* **Problem description**: Beginning with the first line of the data below, reproduce every line unchanged, ending with the line that holds "p.x.clamp(self.x, self.x +".

* **Input**:
//! City generation: block grid, obstacle queries, spawn and delivery placement

use rand::{Rng, SeedableRng};
use rand_chacha::ChaCha8Rng;
use serde::{Deserialize, Serialize};
use tracing::warn;

use crate::util::Vec2;

/// Edge length of one city block
pub const BLOCK_SIZE: f32 = 200.0;
/// Width of the streets between blocks
pub const STREET_WIDTH: f32 = 80.0;
/// Distance between neighbouring intersections
pub const BLOCK_PITCH: f32 = BLOCK_SIZE + STREET_WIDTH;
/// Gap left between the two halves of a split block
const ALLEY_WIDTH: f32 = 24.0;

pub const GRID_COLS: usize = 8;
pub const GRID_ROWS: usize = 6;

const MAX_SPAWN_ATTEMPTS: usize = 200;
const DELIVERY_ATTEMPTS_PER_PASS: usize = 5_000;
const DELIVERY_PASSES: usize = 3;

/// Default capture radius of a delivery target
pub const TARGET_RADIUS: f32 = 36.0;

/// Rendering hint for an obstacle; the simulation only reads the rectangle
#[derive(Debug, Clone, Copy, PartialEq, Eq, Serialize, Deserialize)]
#[serde(rename_all = "snake_case")]
pub enum ObstacleStyle {
    /// One building filling the block
    Warehouse,
    /// Two buildings separated by an alley
    Houses,
    /// One arm of an L-shaped building
    Shop,
}

/// Axis-aligned static rectangle
#[derive(Debug, Clone, Copy, PartialEq, Serialize, Deserialize)]
pub struct Obstacle {
    pub x: f32,
    pub y: f32,
    pub width: f32,
    pub height: f32,
    pub style: ObstacleStyle,
}

impl Obstacle {
    pub fn new(x: f32, y: f32, width: f32, height: f32, style: ObstacleStyle) -> Self {
        Self {
            x,
            y,
            width,
            height,
            style,
        }
    }

    /// Strict overlap with a square of half-extent `half` centred at `(x, y)`.
    /// Touching edges do not count.
    #[inline]
    pub fn overlaps_square(&self, x: f32, y: f32, half: f32) -> bool {
        x + half > self.x
            && x - half < self.x + self.width
            && y + half > self.y
            && y - half < self.y + self.height
    }

    /// Closest point on (or in) the rectangle to `p`
    pub fn closest_point(&self, p: Vec2) -> Vec2 {
        Vec2::new(
            p.x.clamp(self.x, self.x + self.width),
            p.y.clamp(self.y, self.y + self.height),
        )
    }
}

/// True when a `size`-wide square at `(x, y)` overlaps no obstacle.
///
/// Every collision query in the simulation goes through here.
pub fn is_on_street(x: f32, y: f32, size: f32, obstacles: &[Obstacle]) -> bool {
    let half = size / 2.0;
    !obstacles.iter().any(|o| o.overlaps_square(x, y, half))
}

/// World rectangle anchored at the origin
#[derive(Debug, Clone, Copy, PartialEq, Serialize, Deserialize)]
pub struct WorldBounds {
    pub width: f32,
    pub height: f32,
}

impl WorldBounds {
    pub fn for_grid(cols: usize, rows: usize) -> Self {
        Self {
            width: cols as f32 * BLOCK_PITCH + STREET_WIDTH,
            height: rows as f32 * BLOCK_PITCH + STREET_WIDTH,
        }
    }

    pub fn contains(&self, p: Vec2) -> bool {
        p.x >= 0.0 && p.x <= self.width && p.y >= 0.0 && p.y <= self.height
    }

    /// True when a square of half-extent `half` lies fully inside
    pub fn contains_square(&self, p: Vec2, half: f32) -> bool {
        p.x - half >= 0.0 && p.x + half <= self.width && p.y - half >= 0.0 && p.y + half <= self.height
    }

    /// Clamp a point so a square of half-extent `half` stays inside
    pub fn clamp(&self, p: Vec2, half: f32) -> Vec2 {
        Vec2::new(
            p.x.clamp(half, (self.width - half).max(half)),
            p.y.clamp(half, (self.height - half).max(half)),
        )
    }
}

/// How a single block resolves into buildings
#[derive(Debug, Clone, Copy, PartialEq, Eq)]
enum BlockLayout {
    Single,
    Split,
    LShape,
}

impl BlockLayout {
    fn draw(rng: &mut impl Rng) -> Self {
        match rng.gen_range(0..3) {
            0 => Self::Single,
            1 => Self::Split,
            _ => Self::LShape,
        }
    }
}

/// Static city geometry for one match
#[derive(Debug, Clone)]
pub struct CityLayout {
    pub bounds: WorldBounds,
    pub obstacles: Vec<Obstacle>,
    cols: usize,
    rows: usize,
}

impl CityLayout {
    /// Generate the default-size city from an optional seed
    pub fn generate(seed: Option<u64>) -> Self {
        let mut rng = match seed {
            Some(seed) => ChaCha8Rng::seed_from_u64(seed),
            None => ChaCha8Rng::from_entropy(),
        };
        Self::generate_with(&mut rng, GRID_COLS, GRID_ROWS)
    }

    pub fn generate_with(rng: &mut impl Rng, cols: usize, rows: usize) -> Self {
        let mut obstacles = Vec::with_capacity(cols * rows * 2);

        for row in 0..rows {
            for col in 0..cols {
                let bx = STREET_WIDTH + col as f32 * BLOCK_PITCH;
                let by = STREET_WIDTH + row as f32 * BLOCK_PITCH;
                push_block(rng, bx, by, &mut obstacles);
            }
        }

        Self {
            bounds: WorldBounds::for_grid(cols, rows),
            obstacles,
            cols,
            rows,
        }
    }

    /// Layout from explicit geometry. Intersections are derived from the
    /// standard grid pitch.
    pub fn from_parts(bounds: WorldBounds, obstacles: Vec<Obstacle>) -> Self {
        let cols = ((bounds.width - STREET_WIDTH) / BLOCK_PITCH).max(0.0) as usize;
        let rows = ((bounds.height - STREET_WIDTH) / BLOCK_PITCH).max(0.0) as usize;
        Self {
            bounds,
            obstacles,
            cols,
            rows,
        }
    }

    pub fn is_on_street(&self, p: Vec2, size: f32) -> bool {
        is_on_street(p.x, p.y, size, &self.obstacles)
    }

    /// On-street and fully inside the world
    pub fn is_open(&self, p: Vec2, size: f32) -> bool {
        self.bounds.contains_square(p, size / 2.0) && self.is_on_street(p, size)
    }

    /// Number of intersections along x and y
    pub fn intersection_dims(&self) -> (usize, usize) {
        (self.cols + 1, self.rows + 1)
    }

    /// Centre of the street crossing at grid coordinates
    pub fn intersection(&self, col: usize, row: usize) -> Vec2 {
        Vec2::new(
            STREET_WIDTH / 2.0 + col as f32 * BLOCK_PITCH,
            STREET_WIDTH / 2.0 + row as f32 * BLOCK_PITCH,
        )
    }

    /// Grid coordinates of the intersection closest to `p`
    pub fn nearest_intersection(&self, p: Vec2) -> (usize, usize) {
        let snap = |v: f32, max: usize| -> usize {
            let idx = ((v - STREET_WIDTH / 2.0) / BLOCK_PITCH).round();
            (idx.max(0.0) as usize).min(max)
        };
        (snap(p.x, self.cols), snap(p.y, self.rows))
    }

    /// Random on-street position for an object of `size`.
    ///
    /// Falls back to a random intersection, which is always open road.
    pub fn spawn_point(&self, rng: &mut impl Rng, size: f32) -> Vec2 {
        let half = size / 2.0;
        for _ in 0..MAX_SPAWN_ATTEMPTS {
            let p = Vec2::new(
                rng.gen_range(half..(self.bounds.width - half).max(half + 1.0)),
                rng.gen_range(half..(self.bounds.height - half).max(half + 1.0)),
            );
            if self.is_open(p, size) {
                return p;
            }
        }
        let (cols, rows) = self.intersection_dims();
        self.intersection(rng.gen_range(0..cols), rng.gen_range(0..rows))
    }

    /// Place `count` delivery targets on open road, spread at least one
    /// block apart. The first one starts active.
    pub fn place_delivery_targets(
        &self,
        rng: &mut impl Rng,
        count: usize,
    ) -> Result<DeliveryTargets, GenerationError> {
        for pass in 0..DELIVERY_PASSES {
            if let Some(points) = self.sample_spread_points(rng, count, BLOCK_SIZE) {
                return Ok(DeliveryTargets::new(points, TARGET_RADIUS));
            }
            warn!(pass, count, "Delivery placement pass exhausted its attempts, retrying");
        }

        // Last resort before giving up: halve the spacing
        if let Some(points) = self.sample_spread_points(rng, count, BLOCK_SIZE / 2.0) {
            warn!(count, "Delivery targets placed with relaxed spacing");
            return Ok(DeliveryTargets::new(points, TARGET_RADIUS));
        }

        Err(GenerationError::DeliveryPlacement { required: count })
    }

    fn sample_spread_points(
        &self,
        rng: &mut impl Rng,
        count: usize,
        min_spacing: f32,
    ) -> Option<Vec<Vec2>> {
        let size = TARGET_RADIUS;
        let half = size / 2.0;
        let min_spacing_sq = min_spacing * min_spacing;
        let mut accepted: Vec<Vec2> = Vec::with_capacity(count);

        for _ in 0..DELIVERY_ATTEMPTS_PER_PASS {
            if accepted.len() == count {
                break;
            }
            let p = Vec2::new(
                rng.gen_range(half..(self.bounds.width - half).max(half + 1.0)),
                rng.gen_range(half..(self.bounds.height - half).max(half + 1.0)),
            );
            if !self.is_open(p, size) {
                continue;
            }
            if accepted.iter().any(|q| q.distance_sq_to(p) < min_spacing_sq) {
                continue;
            }
            accepted.push(p);
        }

        (accepted.len() == count).then_some(accepted)
    }
}

fn push_block(rng: &mut impl Rng, bx: f32, by: f32, out: &mut Vec<Obstacle>) {
    let b = BLOCK_SIZE;
    match BlockLayout::draw(rng) {
        BlockLayout::Single => {
            out.push(Obstacle::new(bx, by, b, b, ObstacleStyle::Warehouse));
        }
        BlockLayout::Split => {
            let w = (b - ALLEY_WIDTH) / 2.0;
            if rng.gen_bool(0.5) {
                out.push(Obstacle::new(bx, by, w, b, ObstacleStyle::Houses));
                out.push(Obstacle::new(bx + w + ALLEY_WIDTH, by, w, b, ObstacleStyle::Houses));
            } else {
                out.push(Obstacle::new(bx, by, b, w, ObstacleStyle::Houses));
                out.push(Obstacle::new(bx, by + w + ALLEY_WIDTH, b, w, ObstacleStyle::Houses));
            }
        }
        BlockLayout::LShape => {
            let h = b / 2.0;
            let bar_top = rng.gen_bool(0.5);
            let leg_left = rng.gen_bool(0.5);
            let bar_y = if bar_top { by } else { by + h };
            let leg_y = if bar_top { by + h } else { by };
            let leg_x = if leg_left { bx } else { bx + h };
            out.push(Obstacle::new(bx, bar_y, b, h, ObstacleStyle::Shop));
            out.push(Obstacle::new(leg_x, leg_y, h, h, ObstacleStyle::Shop));
        }
    }
}

/// A place a parcel has to land
#[derive(Debug, Clone, Copy, PartialEq, Serialize, Deserialize)]
pub struct DeliveryTarget {
    pub position: Vec2,
    pub radius: f32,
    pub active: bool,
}

/// Sequential objective list: exactly one target is active until all are
/// done, then none.
#[derive(Debug, Clone, Default)]
pub struct DeliveryTargets {
    targets: Vec<DeliveryTarget>,
    current: Option<usize>,
}

impl DeliveryTargets {
    pub fn new(points: Vec<Vec2>, radius: f32) -> Self {
        let targets: Vec<DeliveryTarget> = points
            .into_iter()
            .enumerate()
            .map(|(i, position)| DeliveryTarget {
                position,
                radius,
                active: i == 0,
            })
            .collect();
        let current = if targets.is_empty() { None } else { Some(0) };
        Self { targets, current }
    }

    pub fn as_slice(&self) -> &[DeliveryTarget] {
        &self.targets
    }

    pub fn active_index(&self) -> Option<usize> {
        self.current
    }

    pub fn active(&self) -> Option<&DeliveryTarget> {
        self.current.and_then(|i| self.targets.get(i))
    }

    pub fn len(&self) -> usize {
        self.targets.len()
    }

    /// Deactivate the current target and activate the next one in a
    /// single step. Returns the newly active index.
    pub fn advance(&mut self) -> Option<usize> {
        let i = self.current?;
        if let Some(t) = self.targets.get_mut(i) {
            t.active = false;
        }
        let next = i + 1;
        self.current = match self.targets.get_mut(next) {
            Some(t) => {
                t.active = true;
                Some(next)
            }
            None => None,
        };
        self.current
    }
}

/// World generation failures
#[derive(Debug, Clone, thiserror::Error)]
pub enum GenerationError {
    #[error("Could not place {required} delivery targets within the attempt budget")]
    DeliveryPlacement { required: usize },
}
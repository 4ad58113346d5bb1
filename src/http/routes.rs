//! HTTP route definitions

use axum::{
    extract::State,
    http::{header, HeaderValue, Method},
    response::Json,
    routing::get,
    Router,
};
use serde::Serialize;
use tower_http::{
    compression::CompressionLayer,
    cors::{Any, CorsLayer},
    trace::TraceLayer,
};
use tracing::warn;

use crate::app::AppState;
use crate::util::time::uptime_secs;
use crate::ws::handler::ws_handler;

/// Build the application router
pub fn build_router(state: AppState) -> Router {
    Router::new()
        .route("/health", get(health_handler))
        .route("/ws", get(ws_handler))
        .layer(CompressionLayer::new())
        .layer(TraceLayer::new_for_http())
        .layer(cors_layer(&state.config.client_origins))
        .with_state(state)
}

/// Listed origins only, or any origin when none are configured
fn cors_layer(origins: &[String]) -> CorsLayer {
    let cors = CorsLayer::new()
        .allow_methods([Method::GET, Method::OPTIONS])
        .allow_headers([header::CONTENT_TYPE]);

    if origins.is_empty() {
        return cors.allow_origin(Any);
    }

    let allowed: Vec<HeaderValue> = origins
        .iter()
        .filter_map(|origin| match origin.parse::<HeaderValue>() {
            Ok(value) => Some(value),
            Err(_) => {
                warn!(origin = %origin, "Ignoring unparsable CORS origin");
                None
            }
        })
        .collect();
    cors.allow_origin(allowed)
}

#[derive(Debug, Serialize)]
struct HealthResponse {
    status: &'static str,
    uptime_secs: u64,
    rooms: usize,
    players: usize,
}

async fn health_handler(State(state): State<AppState>) -> Json<HealthResponse> {
    Json(HealthResponse {
        status: "ok",
        uptime_secs: uptime_secs(),
        rooms: state.rooms.room_count(),
        players: state.rooms.total_players(),
    })
}

#[cfg(test)]
mod tests {
    use super::*;
    use crate::config::{Config, GameConfig};

    fn state() -> AppState {
        AppState::new(Config {
            server_addr: "127.0.0.1:0".parse().unwrap(),
            log_level: "info".to_string(),
            client_origins: Vec::new(),
            game: GameConfig {
                world_seed: Some(3),
                ..GameConfig::default()
            },
        })
    }

    #[tokio::test]
    async fn health_counts_rooms() {
        let state = state();
        state.rooms.get_or_spawn("lobby");
        state.rooms.get_or_spawn("second");

        let Json(health) = health_handler(State(state)).await;
        assert_eq!(health.status, "ok");
        assert_eq!(health.rooms, 2);
        assert_eq!(health.players, 0);
    }

    #[test]
    fn router_builds_with_and_without_origins() {
        let mut state = state();
        let _ = build_router(state.clone());

        let mut config = (*state.config).clone();
        config.client_origins = vec!["http://localhost:5173".to_string(), "bad\norigin".to_string()];
        state.config = std::sync::Arc::new(config);
        let _ = build_router(state);
    }
}
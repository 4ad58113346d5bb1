//! Configuration module - environment variable parsing

use std::env;
use std::net::SocketAddr;
use std::str::FromStr;

/// Application configuration loaded from environment variables
#[derive(Clone, Debug)]
pub struct Config {
    /// Server binding address
    pub server_addr: SocketAddr,
    /// Log level (trace, debug, info, warn, error)
    pub log_level: String,
    /// Allowed client origins for CORS (empty = any origin)
    pub client_origins: Vec<String>,
    /// Per-room gameplay tuning
    pub game: GameConfig,
}

/// How client-reported moves are checked before they touch the world
#[derive(Clone, Copy, Debug, PartialEq, Eq)]
pub enum MoveValidation {
    /// Accept every move, clamped to the world rect
    Trust,
    /// Reject moves faster than the player could drive or after session expiry
    SpeedLimit,
}

impl FromStr for MoveValidation {
    type Err = ();

    fn from_str(s: &str) -> Result<Self, Self::Err> {
        match s.trim().to_ascii_lowercase().as_str() {
            "trust" => Ok(Self::Trust),
            "speed_limit" | "speed-limit" => Ok(Self::SpeedLimit),
            _ => Err(()),
        }
    }
}

/// Gameplay tuning shared by every room
#[derive(Clone, Debug)]
pub struct GameConfig {
    /// Fixed seed for world generation (random per room when unset)
    pub world_seed: Option<u64>,
    /// Match countdown in seconds
    pub match_duration_secs: f32,
    /// Deliveries needed for victory; also the number of targets placed
    pub required_deliveries: usize,
    /// Starting throw pool per player
    pub throws_per_player: u32,
    /// Autonomous vehicles per match
    pub vehicle_count: usize,
    pub move_validation: MoveValidation,
    pub max_players: usize,
    /// How long a room may sit empty before its task shuts down
    pub room_idle_secs: u64,
}

impl Default for GameConfig {
    fn default() -> Self {
        Self {
            world_seed: None,
            match_duration_secs: 180.0,
            required_deliveries: 10,
            throws_per_player: 15,
            vehicle_count: 6,
            move_validation: MoveValidation::Trust,
            max_players: 16,
            room_idle_secs: 30,
        }
    }
}

impl Config {
    /// Load configuration from environment variables
    pub fn from_env() -> Result<Self, ConfigError> {
        // PORT wins when a hosting platform provides it
        let server_addr = if let Ok(port) = env::var("PORT") {
            format!("0.0.0.0:{}", port)
        } else {
            env::var("SERVER_ADDR").unwrap_or_else(|_| "0.0.0.0:8080".to_string())
        };

        let client_origins = env::var("CLIENT_ORIGIN")
            .map(|v| {
                v.split(',')
                    .map(|s| s.trim().to_string())
                    .filter(|s| !s.is_empty())
                    .collect()
            })
            .unwrap_or_default();

        Ok(Self {
            server_addr: server_addr
                .parse()
                .map_err(|_| ConfigError::InvalidAddress)?,
            log_level: env::var("LOG_LEVEL").unwrap_or_else(|_| "info".to_string()),
            client_origins,
            game: GameConfig::from_env()?,
        })
    }
}

impl GameConfig {
    pub fn from_env() -> Result<Self, ConfigError> {
        let defaults = Self::default();

        let required_deliveries = parse_var("REQUIRED_DELIVERIES", defaults.required_deliveries)?;
        if required_deliveries == 0 {
            return Err(ConfigError::Invalid("REQUIRED_DELIVERIES"));
        }
        let match_duration_secs: f32 =
            parse_var("MATCH_DURATION_SECS", defaults.match_duration_secs)?;
        if !(match_duration_secs.is_finite() && match_duration_secs > 0.0) {
            return Err(ConfigError::Invalid("MATCH_DURATION_SECS"));
        }

        Ok(Self {
            world_seed: parse_optional_var("WORLD_SEED")?,
            match_duration_secs,
            required_deliveries,
            throws_per_player: parse_var("THROWS_PER_PLAYER", defaults.throws_per_player)?,
            vehicle_count: parse_var("VEHICLE_COUNT", defaults.vehicle_count)?,
            move_validation: parse_var("MOVE_VALIDATION", defaults.move_validation)?,
            max_players: parse_var("MAX_PLAYERS_PER_ROOM", defaults.max_players)?,
            room_idle_secs: parse_var("ROOM_IDLE_SECS", defaults.room_idle_secs)?,
        })
    }
}

fn parse_var<T: FromStr>(name: &'static str, default: T) -> Result<T, ConfigError> {
    match env::var(name) {
        Ok(raw) => raw.trim().parse().map_err(|_| ConfigError::Invalid(name)),
        Err(_) => Ok(default),
    }
}

fn parse_optional_var<T: FromStr>(name: &'static str) -> Result<Option<T>, ConfigError> {
    match env::var(name) {
        Ok(raw) => raw
            .trim()
            .parse()
            .map(Some)
            .map_err(|_| ConfigError::Invalid(name)),
        Err(_) => Ok(None),
    }
}

/// Configuration errors
#[derive(Debug, thiserror::Error)]
pub enum ConfigError {
    #[error("Invalid value for environment variable: {0}")]
    Invalid(&'static str),

    #[error("Invalid server address format")]
    InvalidAddress,
}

* **Solution to the exercise**:
//! City generation: block grid, obstacle queries, spawn and delivery placement

use rand::{Rng, SeedableRng};
use rand_chacha::ChaCha8Rng;
use serde::{Deserialize, Serialize};
use tracing::warn;

use crate::util::Vec2;

/// Edge length of one city block
pub const BLOCK_SIZE: f32 = 200.0;
/// Width of the streets between blocks
pub const STREET_WIDTH: f32 = 80.0;
/// Distance between neighbouring intersections
pub const BLOCK_PITCH: f32 = BLOCK_SIZE + STREET_WIDTH;
/// Gap left between the two halves of a split block
const ALLEY_WIDTH: f32 = 24.0;

pub const GRID_COLS: usize = 8;
pub const GRID_ROWS: usize = 6;

const MAX_SPAWN_ATTEMPTS: usize = 200;
const DELIVERY_ATTEMPTS_PER_PASS: usize = 5_000;
const DELIVERY_PASSES: usize = 3;

/// Default capture radius of a delivery target
pub const TARGET_RADIUS: f32 = 36.0;

/// Rendering hint for an obstacle; the simulation only reads the rectangle
#[derive(Debug, Clone, Copy, PartialEq, Eq, Serialize, Deserialize)]
#[serde(rename_all = "snake_case")]
pub enum ObstacleStyle {
    /// One building filling the block
    Warehouse,
    /// Two buildings separated by an alley
    Houses,
    /// One arm of an L-shaped building
    Shop,
}

/// Axis-aligned static rectangle
#[derive(Debug, Clone, Copy, PartialEq, Serialize, Deserialize)]
pub struct Obstacle {
    pub x: f32,
    pub y: f32,
    pub width: f32,
    pub height: f32,
    pub style: ObstacleStyle,
}

impl Obstacle {
    pub fn new(x: f32, y: f32, width: f32, height: f32, style: ObstacleStyle) -> Self {
        Self {
            x,
            y,
            width,
            height,
            style,
        }
    }

    /// Strict overlap with a square of half-extent `half` centred at `(x, y)`.
    /// Touching edges do not count.
    #[inline]
    pub fn overlaps_square(&self, x: f32, y: f32, half: f32) -> bool {
        x + half > self.x
            && x - half < self.x + self.width
            && y + half > self.y
            && y - half < self.y + self.height
    }

    /// Closest point on (or in) the rectangle to `p`
    pub fn closest_point(&self, p: Vec2) -> Vec2 {
        Vec2::new(
            p.x.clamp(self.x, self.x + self.width),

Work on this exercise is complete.